4.4. Appellante heeft in dit kader aangevoerd dat [A.] op geen enkele wijze financieel heeft bijgedragen in de kosten en dat zijn samenwonen met haar verder ook niet tot besparingen heeft geleid. Zij vraagt zich dan ook af of alleen ‘zorg’ voldoende is voor het aannemen van een gezamenlijke huishouding in de zin van artikel 1, vierde lid, van de TW. De Raad beantwoordt deze vraag bevestigend en verwijst hiervoor naar onder meer zijn uitspraak van 14 juli 2009, LJN BJ4417, waarin wederzijdse zorg is aangenomen uitsluitend wegens zorgverlening over en weer. De Raad ziet geen aanleiding hierover anders te oordelen in zaken zoals deze, waarin het gaat om een gezamenlijke huishouding in het kader van de TW.

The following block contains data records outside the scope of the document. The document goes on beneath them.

//! Persistence backend trait definition
//!
//! This module defines the `Backend` contract that the connection handler,
//! the analytics manager and the background workers share.

use async_trait::async_trait;

use super::error::StorageResult;
use super::schema::{AgentRecord, HealthTransition, MetricRow, PendingAlert, StatusRecord};

/// Trait for persistence backends
///
/// One instance is shared by every component of the server, so
/// implementations must be `Send + Sync` and keep themselves consistent
/// under concurrent calls. Multi-statement operations are expected to be
/// atomic.
///
/// After [`Backend::shutdown`] every operation fails with
/// [`StorageError::Closed`](super::StorageError::Closed) or an equivalent
/// error.
#[async_trait]
pub trait Backend: Send + Sync {
    /// Create the schema if it does not exist yet
    ///
    /// Called once at startup; calling it again is harmless.
    async fn bootstrap(&self) -> StorageResult<()>;

    /// Release all resources
    async fn shutdown(&self) -> StorageResult<()>;

    /// Compact storage and drop expired metric samples
    async fn cleanup(&self) -> StorageResult<()>;

    /// All alerts that have not been delivered yet, oldest first
    async fn get_pending_alerts(&self) -> StorageResult<Vec<PendingAlert>>;

    /// Remove delivered alerts from the queue
    async fn mark_alerts_sent(&self, ids: &[i64]) -> StorageResult<()>;

    async fn list_all_status_records(&self) -> StorageResult<Vec<StatusRecord>>;

    async fn get_status_record(&self, ident: &str, module: &str)
    -> StorageResult<Option<StatusRecord>>;

    /// Insert or refresh a status record without raising an alert
    async fn upsert_status_record(&self, record: &StatusRecord) -> StorageResult<()>;

    /// Store `record` and enqueue an alert for `transition` if it warrants one
    ///
    /// Both writes happen atomically.
    async fn process_status_update(
        &self,
        record: &StatusRecord,
        transition: &HealthTransition,
    ) -> StorageResult<()>;

    async fn upsert_agent(&self, agent: &AgentRecord) -> StorageResult<()>;

    async fn insert_metrics(&self, metrics: Vec<MetricRow>) -> StorageResult<()>;
}
//! Error types for storage operations

use std::fmt;

/// Result type alias for storage operations
pub type StorageResult<T> = Result<T, StorageError>;

/// Errors that can occur during storage operations
#[derive(Debug)]
pub enum StorageError {
    /// Database connection failed
    ConnectionFailed(String),

    /// Database query failed
    QueryFailed(String),

    /// Migration failed
    MigrationFailed(String),

    /// The database engine is too old for the schema
    UnsupportedVersion(String),

    /// I/O error (file access, etc.)
    IoError(std::io::Error),

    /// The backend was shut down and no longer accepts operations
    Closed,
}

impl fmt::Display for StorageError {
    fn fmt(&self, f: &mut fmt::Formatter<'_>) -> fmt::Result {
        match self {
            StorageError::ConnectionFailed(msg) => {
                write!(f, "failed to connect to storage backend: {}", msg)
            }
            StorageError::QueryFailed(msg) => write!(f, "storage query failed: {}", msg),
            StorageError::MigrationFailed(msg) => write!(f, "database migration failed: {}", msg),
            StorageError::UnsupportedVersion(version) => {
                write!(f, "unsupported database engine version: {}", version)
            }
            StorageError::IoError(err) => write!(f, "I/O error: {}", err),
            StorageError::Closed => write!(f, "storage backend is closed"),
        }
    }
}

impl std::error::Error for StorageError {
    fn source(&self) -> Option<&(dyn std::error::Error + 'static)> {
        match self {
            StorageError::IoError(err) => Some(err),
            _ => None,
        }
    }
}

impl From<std::io::Error> for StorageError {
    fn from(err: std::io::Error) -> Self {
        StorageError::IoError(err)
    }
}

#[cfg(feature = "storage-sqlite")]
impl From<sqlx::Error> for StorageError {
    fn from(err: sqlx::Error) -> Self {
        match err {
            sqlx::Error::Io(io_err) => StorageError::IoError(io_err),
            sqlx::Error::PoolClosed => StorageError::Closed,
            sqlx::Error::RowNotFound => StorageError::QueryFailed("no rows found".to_string()),
            _ => StorageError::QueryFailed(err.to_string()),
        }
    }
}

#[cfg(feature = "storage-sqlite")]
impl From<sqlx::migrate::MigrateError> for StorageError {
    fn from(err: sqlx::migrate::MigrateError) -> Self {
        StorageError::MigrationFailed(err.to_string())
    }
}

4.5. Vast staat dat appellante [A.] financieel heeft onderhouden, zodat zij hiermee blijk heeft gegeven zorg te dragen voor [A.]. Dit is ook niet betwist. Ter zitting van de Raad heeft appellante verklaard dat [A.] een bijdrage heeft geleverd aan de huishouding in de vorm van koffie zetten, de vuilnis buiten zetten, samen eten en het af en toe gezamenlijk doen en sjouwen van boodschappen. Hieruit volgt dat aan het criterium van de wederzijdse zorg is voldaan. Dat [A.] volgens appellante voor de rest niet veel meer deed in het huishouden, maakt niet dat om die reden geen sprake is van wederzijdse zorg nu, zoals in 4.3 is overwogen, niet is vereist dat er sprake moet zijn van gelijkwaardigheid van de omvang van de over en weer verleende zorg.
4.6. Het Uwv heeft zich derhalve terecht op het standpunt gesteld dat appellante een gezamenlijke huishouding met [A.] voerde. Het Uwv heeft dan ook terecht de toeslag per 7 juli 2008 beëindigd. De aangevallen uitspraak komt voor bevestiging in aanmerking.
5. Voor een veroordeling in de proceskosten bestaat geen aanleiding.
De Centrale Raad van Beroep;
bevestigt de aangevallen uitspraak.
Deze uitspraak is gedaan door A.B.J. van der Ham als voorzitter en E.J. Govaers en Y.J. Klik als leden, in tegenwoordigheid van N.M. van Gorkum als griffier. De beslissing is uitgesproken in het openbaar op 20 maart 2012.
(get.) A.B.J. van der Ham.
Tegen deze uitspraak kunnen partijen binnen zes weken na de datum van verzending beroep in cassatie instellen bij de Hoge Raad der Nederlanden (Postbus 20303, 2500 EH ’s-Gravenhage) ter zake van schending of verkeerde toepassing van bepalingen inzake het begrip gezamenlijke huishouding.